May 22, 2017
Sadly, there are many reasons why couples decide to dissolve their marriage. Many cite adultery, cruelty, and growing apart from one another. The laws surrounding divorce vary by state. Some courts may grant a divorce on the grounds of incompatibility, irreconcilable differences, or an irretrievable breakdown of the marriage.
The most prominent issues that come up after a divorce, except of course, for the heartbreak, are issues to do with:
- Alimony payments.
- Custody of the children. Who will have primary custody, the amount for child support payments, etc.
- Division of property. This will often lead to acrimony in what had been a fairly non-contentious divorce proceeding. When it comes to dividing property, courts usually consider several factors.

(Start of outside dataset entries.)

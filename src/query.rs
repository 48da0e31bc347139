use crate::error::Error;
use std::env;
use std::ffi::OsString;
use std::process::{Command, Stdio};

/// Compiler program queried when no override is configured.
pub const DEFAULT_PROGRAM: &str = "clang";

/// Environment variable naming the compiler program to query.
pub const PROGRAM_ENV: &str = "CLANG_VERSION_CLANG";

const VERSION_FLAG: &str = "--version";

/// The compiler executable whose banner is scanned.
#[derive(Debug, Clone, PartialEq, Eq)]
pub struct Compiler {
    program: OsString,
}

impl Compiler {
    pub fn new(program: impl Into<OsString>) -> Self {
        Self {
            program: program.into(),
        }
    }

    /// Use `CLANG_VERSION_CLANG` if set and non-empty, otherwise `clang`.
    pub fn from_env() -> Self {
        let program = env::var_os(PROGRAM_ENV)
            .filter(|p| !p.is_empty())
            .unwrap_or_else(|| OsString::from(DEFAULT_PROGRAM));
        Self::new(program)
    }

    /// Command line as shown in diagnostics, e.g. `clang --version`.
    pub fn command_line(&self) -> String {
        format!("{} {}", self.program.to_string_lossy(), VERSION_FLAG)
    }

    /// Run `<program> --version` and return everything it wrote to stdout.
    ///
    /// Blocks until the output stream is exhausted and the child has been
    /// reaped. The child's stderr is passed through untouched and its exit
    /// status does not affect the result.
    pub fn query(&self) -> Result<String, Error> {
        tracing::debug!(command = %self.command_line(), "spawning compiler");

        let output = Command::new(&self.program)
            .arg(VERSION_FLAG)
            .stdin(Stdio::null())
            .stderr(Stdio::inherit())
            .output()
            .map_err(|source| Error::Spawn {
                command: self.command_line(),
                source,
            })?;

        tracing::debug!(
            status = %output.status,
            bytes = output.stdout.len(),
            "compiler exited"
        );

        Ok(String::from_utf8_lossy(&output.stdout).into_owned())
    }
}

impl Default for Compiler {
    fn default() -> Self {
        Self::new(DEFAULT_PROGRAM)
    }
}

Common factors include:
- Whether or not there is prenuptial agreement.
- Property acquired before the marriage.
- Each spouse’s direct and indirect contributions to the joint estate.
A spouse may be concerned that their personal injury settlement might become contested property in a divorce proceeding. There are several criteria that the courts may use to establish whether an asset should be considered marital or nonmarital. Ultimately, you may need to consult a divorce law attorney to determine how a personal injury settlement award is likely to be handled by the courts in your jurisdiction. Generally speaking, this is how it’s usually distributed:
- The court will consider whether the divorcing couple resides in a community property state or an equitable distribution state.
- Some courts have regarded personal injury settlements as only belonging to the individual who won the settlement.
- Some courts break down the settlement to determine what percentage should be shared between the divorcing spouses, and how much the personal injury victim can keep without sharing.
- If you have been awarded damages, it is important to differentiate immediately what percentage belongs to you or your spouse. This can made easier with legal guidance from a divorce lawyer Phoenix AZ relies on or personal injury claims lawyer.
2. Open a separate bank account dedicated for the use of holding the personal injury settlement funds. As much as possible, hold the funds in that account until the divorce proceeding is finalized and the court has resolved the issue of asset distribution. In some jurisdictions, if you were to deposit the money in a joint spousal account, you may not be able to claim any of the funds as your own.
3. Get spousal consent. If for example, you are a resident of a community property state, it is important that you get your spouse’s consent to not claim all or a certain portion of your settlement. Have this agreement in writing, dated, and signed as well as notarized. If the divorce is not completed in a civil manner, this can become invaluable.
Ultimately, it may be in your best interest to seek legal counsel from a skilled divorce attorney who can advise you on how to protect your personal injury settlement based on your unique situation.